As a mother of three school-age kids—two of them currently in public schools—I felt particularly pained by the images, statistics and interviews in the film. The plot followed about half a dozen families in different parts of the country in their quest to provide their kids with a safe and solid education—and a future. There were sad moments, funny moments, and many touching moments. And there was hope. It’s a must-see movie for anybody who cares about the future of this country, so I will stop here.
What this has to do with real estate? More than you think.
One of those nuclear families—an uneducated but loving and concerned woman and the grandson she was raising—lived in DC. The grandmother realized that if the kid stayed in his failing neighborhood school, he would likely have no better chance at life than his father (of whom we only learn that he died from a drug overdose). She eventually succeeds in helping the boy to an alternative public education, but many others will not. According to the film, the kids here in the wealthy nation’s capital have the lowest average reading and math comprehension scores in the whole country.
It seems every single US president in the past 50 years made huge promises to be the one who would turn the wheel around and fix public education, and so did every DC mayor.
Right at the beginning of my real estate career I learned that the future of the DC housing market would depend on whether the (then new) mayor Williams would be able to affect changes in the school system—too many tax-paying middle class families left the city for the better school systems in Maryland in Virginia.
On a federal level, “No Child Left Behind” was launched, but then came the realization that the new focus on test scores had changed little. Then came the charter schools who were allowed to choose or fire teachers based on performance, but you literally had to win the lottery to get a space. Then came Michelle Rhee, also prominently featured in the movie, who tried to clean up a mess with radical methods and was not loved for it, even though the measurable success of her sweeps and reforms (namely a new system to evaluate teachers) were incredible: In three years, reading and math comprehension scores in grades 4 and 8 increased up to 17%. (To give you an example, this year, 43% of junior high students can read at grade level, as opposed to the 27% in 2007. This is an average, mind you: there are middle schools where even today, only 1 out of 7 8th-graders can read well enough to enter high school.

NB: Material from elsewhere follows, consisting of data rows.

pub mod identity;
pub mod profile;

pub use identity::*;
pub use profile::*;
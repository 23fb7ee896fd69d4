#![allow(dead_code)]

use std::collections::VecDeque;
use std::sync::atomic::{AtomicBool, AtomicUsize, Ordering};
use std::sync::{Arc, Mutex as StdMutex};
use std::time::Duration;

use async_trait::async_trait;
use tokio::sync::Mutex;
use tokio::sync::mpsc::{UnboundedReceiver, UnboundedSender, unbounded_channel};

use poker_client::{
    ApiError, Connector, ConnectorChannel, PokerApi, SyncService, TransportError, TransportSession,
};
use poker_core::EngineSnapshot;
use poker_persistence::ProfileStore;
use poker_types::{
    CardValue, ClientEvent, Identity, Participant, Role, Room, ServerEvent, Session,
};

/// One simulated backend connection: push events in, client events out.
pub struct FakeLink {
    pub to_client: UnboundedSender<ServerEvent>,
    pub from_client: UnboundedReceiver<ClientEvent>,
}

#[derive(Default)]
pub struct FakeConnector {
    links: Mutex<VecDeque<FakeLink>>,
    pub fail_next: AtomicBool,
    pub opens: AtomicUsize,
}

impl FakeConnector {
    pub async fn take_next_link(&self) -> FakeLink {
        for _ in 0..200 {
            if let Some(link) = self.links.lock().await.pop_front() {
                return link;
            }
            tokio::time::sleep(Duration::from_millis(5)).await;
        }
        panic!("no connection was opened");
    }
}

#[async_trait]
impl Connector for FakeConnector {
    async fn open(&self, _identity: &Identity) -> Result<ConnectorChannel, TransportError> {
        self.opens.fetch_add(1, Ordering::SeqCst);
        if self.fail_next.swap(false, Ordering::SeqCst) {
            return Err(TransportError::ConnectFailed("refused".to_string()));
        }
        let (out_tx, out_rx) = unbounded_channel();
        let (in_tx, in_rx) = unbounded_channel();
        self.links.lock().await.push_back(FakeLink {
            to_client: in_tx,
            from_client: out_rx,
        });
        Ok(ConnectorChannel {
            outbound: out_tx,
            inbound: in_rx,
        })
    }
}

/// In-memory stand-in for the backend REST surface.
#[derive(Default)]
pub struct FakeApi {
    pub rooms: StdMutex<Vec<Room>>,
    pub fail_joins: AtomicBool,
    pub reject_votes: AtomicBool,
    /// Join target and the role the request carried.
    pub joins: StdMutex<Vec<(String, Role)>>,
    pub votes: StdMutex<Vec<(String, CardValue)>>,
    pub reveals: StdMutex<Vec<String>>,
    sessions: AtomicUsize,
}

impl FakeApi {
    pub fn with_rooms(rooms: Vec<Room>) -> Self {
        Self {
            rooms: StdMutex::new(rooms),
            ..Self::default()
        }
    }

    fn refuse(&self) -> Result<(), ApiError> {
        if self.fail_joins.load(Ordering::SeqCst) {
            return Err(ApiError::Request {
                status: 404,
                message: "Room not found".to_string(),
            });
        }
        Ok(())
    }
}

#[async_trait]
impl PokerApi for FakeApi {
    async fn list_rooms(&self) -> Result<Vec<Room>, ApiError> {
        Ok(self.rooms.lock().unwrap().clone())
    }

    async fn get_room(&self, room_id: &str) -> Result<Room, ApiError> {
        self.rooms
            .lock()
            .unwrap()
            .iter()
            .find(|room| room.id == room_id)
            .cloned()
            .ok_or(ApiError::Request {
                status: 404,
                message: "Room not found".to_string(),
            })
    }

    async fn create_room(&self, name: &str) -> Result<Room, ApiError> {
        let mut rooms = self.rooms.lock().unwrap();
        let room = Room {
            id: format!("room-{}", rooms.len() + 1),
            name: name.to_string(),
            host_anonymous_id: "anon-ada".to_string(),
            invite_code: format!("INV-{}", rooms.len() + 1),
            is_active: true,
            participants: vec![participant("anon-ada", Role::Participant)],
        };
        rooms.push(room.clone());
        Ok(room)
    }

    async fn join_room(&self, room_id: &str, role: Role) -> Result<Room, ApiError> {
        self.refuse()?;
        self.joins
            .lock()
            .unwrap()
            .push((room_id.to_string(), role));
        self.rooms
            .lock()
            .unwrap()
            .iter()
            .find(|room| room.id == room_id)
            .cloned()
            .ok_or(ApiError::Request {
                status: 404,
                message: "Room not found".to_string(),
            })
    }

    async fn join_by_code(&self, invite_code: &str, role: Role) -> Result<Room, ApiError> {
        self.refuse()?;
        self.joins
            .lock()
            .unwrap()
            .push((invite_code.to_string(), role));
        self.rooms
            .lock()
            .unwrap()
            .iter()
            .find(|room| room.invite_code == invite_code)
            .cloned()
            .ok_or(ApiError::Request {
                status: 404,
                message: "Invalid invite code".to_string(),
            })
    }

    async fn start_session(
        &self,
        room_id: &str,
        topic: &str,
        topic_link: Option<&str>,
    ) -> Result<Session, ApiError> {
        let n = self.sessions.fetch_add(1, Ordering::SeqCst) + 1;
        Ok(Session {
            id: format!("s{n}"),
            room_id: room_id.to_string(),
            topic: topic.to_string(),
            topic_link: topic_link.map(str::to_string),
            revealed: false,
        })
    }

    async fn cast_vote(&self, session_id: &str, vote: CardValue) -> Result<(), ApiError> {
        if self.reject_votes.load(Ordering::SeqCst) {
            return Err(ApiError::Request {
                status: 400,
                message: "Voting is closed".to_string(),
            });
        }
        self.votes
            .lock()
            .unwrap()
            .push((session_id.to_string(), vote));
        Ok(())
    }

    async fn reveal_votes(&self, session_id: &str) -> Result<(), ApiError> {
        self.reveals.lock().unwrap().push(session_id.to_string());
        Ok(())
    }
}

pub fn ada() -> Identity {
    Identity::new("Ada", "anon-ada")
}

pub fn participant(id: &str, role: Role) -> Participant {
    Participant {
        anonymous_id: id.to_string(),
        name: id.to_string(),
        role,
    }
}

pub fn planning_room(id: &str) -> Room {
    Room {
        id: id.to_string(),
        name: "Sprint Planning".to_string(),
        host_anonymous_id: "anon-ada".to_string(),
        invite_code: "INV-42".to_string(),
        is_active: true,
        participants: vec![
            participant("anon-ada", Role::Participant),
            participant("anon-bob", Role::Participant),
        ],
    }
}

pub struct Harness {
    pub service: Arc<SyncService>,
    pub connector: Arc<FakeConnector>,
    pub api: Arc<FakeApi>,
    pub store: Arc<ProfileStore>,
    _dir: tempfile::TempDir,
}

pub fn harness_with(api: FakeApi) -> Harness {
    let dir = tempfile::tempdir().unwrap();
    let store = Arc::new(ProfileStore::new(dir.path().join("profile.json")));
    let connector = Arc::new(FakeConnector::default());
    let transport = TransportSession::new(connector.clone(), Duration::from_millis(10));
    let api = Arc::new(api);
    let service = SyncService::new(api.clone(), transport, store.clone(), ada());
    Harness {
        service,
        connector,
        api,
        store,
        _dir: dir,
    }
}

pub fn harness() -> Harness {
    harness_with(FakeApi::with_rooms(vec![planning_room("r1")]))
}

/// Polls the engine until `predicate` holds; panics after ~1s.
pub async fn wait_for<F>(service: &Arc<SyncService>, mut predicate: F) -> EngineSnapshot
where
    F: FnMut(&EngineSnapshot) -> bool,
{
    for _ in 0..200 {
        let snapshot = service.state().await;
        if predicate(&snapshot) {
            return snapshot;
        }
        tokio::time::sleep(Duration::from_millis(5)).await;
    }
    panic!("engine never reached the expected state");
}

I’m not making this up—all of the information can be found on the DCPS website.)
Now, however, Washington DC has elected a new mayor. Vince Gray gave promises not to “turn the clock back” when it came to the city’s progress under Adrian Fenty. And “school reforms will move forward” under his reign as well.
I very much hope that Gray will stick to his word. (Supergirl Michelle Rhee, meanwhile, seems a little less convinced. She resigned last week, effective at the end of the month.) After all, experiments in many large cities have shown that it’s not bad neighborhoods that make schools bad but rather, that good schools can cause significant improvements to neighborhoods and for the kids that grow up in them.
(The photo shows President Obama who invited the kids from Waiting For Superman to the White House–you can see a behind-the-scenes clip on the movie’s website.)